Recueillons-nous en entendant la prière de l'annonce du pardon de Dieu:
Avant je n'étais qu'un quidam. Comme celui du jardin d'Eden qui n'avait reçu son nom qu'après avoir dit sa peur et sa honte. Il est devenu Adam: le premier.
Dire sa peur, sa tristesse, sa colère ou sa joie c'est devenir quelqu'un aux yeux de Dieu et aux yeux des hommes.
J'ai un nom que tu connais, mon masque est tombé…
Quels que soient les actes: une pauvreté visible, une blessure à l'air libre ou tout autre chose, il reste, comme un rituel, que nous côtoyons sans cesse ce que nous tentons d'ignorer.
Terrible temps des justifications, des excuses… à cause de…
- Quand nous persistons dans cette étrange surestimation des intérêts particuliers.
- Quand nous continuons d'être esclaves du gain ou de la jouissance et que nous considérons manifestement l'invitation de Dieu comme une propriété dont nous pourrons encore profiter plus tard.
- Quand nous nous heurtons à nos propres incapacités, à notre seul vouloir sans penser au devoir.
Souvenons-nous que Dieu s'est mis en colère face aux excuses des invités.

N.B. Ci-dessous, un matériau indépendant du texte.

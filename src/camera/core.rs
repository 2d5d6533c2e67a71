use glam::{Mat4, Vec2, Vec3, Vec4Swizzles};

use crate::options::ViewerOptions;

/// Perspective camera defined by eye position, target, and projection
/// parameters.
#[derive(Debug, Clone, PartialEq)]
pub struct Camera {
    /// Eye (camera) position in world space.
    pub eye: Vec3,
    /// Look-at target position.
    pub target: Vec3,
    /// Up direction vector.
    pub up: Vec3,
    /// Viewport aspect ratio (width / height).
    pub aspect: f32,
    /// Vertical field of view in degrees.
    pub fovy: f32,
    /// Near clipping plane distance.
    pub znear: f32,
    /// Far clipping plane distance.
    pub zfar: f32,
}

impl Camera {
    /// Camera on the +Z axis at `distance`, looking at the origin.
    #[must_use]
    pub fn looking_at_origin(
        distance: f32,
        aspect: f32,
        options: &ViewerOptions,
    ) -> Self {
        Self {
            eye: Vec3::new(0.0, 0.0, distance),
            target: Vec3::ZERO,
            up: Vec3::Y,
            aspect,
            fovy: options.fovy,
            znear: options.znear,
            zfar: options.zfar,
        }
    }

    /// Build the combined view-projection matrix.
    #[must_use]
    pub fn build_matrix(&self) -> Mat4 {
        let view = Mat4::look_at_rh(self.eye, self.target, self.up);
        self.build_projection() * view
    }

    /// Get just the projection matrix.
    #[must_use]
    pub fn build_projection(&self) -> Mat4 {
        Mat4::perspective_rh(
            self.fovy.to_radians(),
            self.aspect,
            self.znear,
            self.zfar,
        )
    }

    /// Project a world-space point to pixel coordinates (origin top-left).
    ///
    /// Returns `None` for points behind the eye.
    #[must_use]
    pub fn project(&self, point: Vec3, viewport: Vec2) -> Option<Vec2> {
        let clip = self.build_matrix() * point.extend(1.0);
        if clip.w <= f32::EPSILON {
            return None;
        }
        let ndc = clip.xy() / clip.w;
        Some(Vec2::new(
            (ndc.x + 1.0) * 0.5 * viewport.x,
            (1.0 - ndc.y) * 0.5 * viewport.y,
        ))
    }
}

Souvenons-nous de l'essentiel…
Souvenons-nous que Dieu se fait celui qui restaure l'homme quand il lui offre les moyens de ne plus avoir peur, de ne plus être honteux.
Souvenons-nous d'un Dieu qui sait que la dignité de chacun se trouve parfois révélée dans la limite de ses actes et la maîtrise de ses passions.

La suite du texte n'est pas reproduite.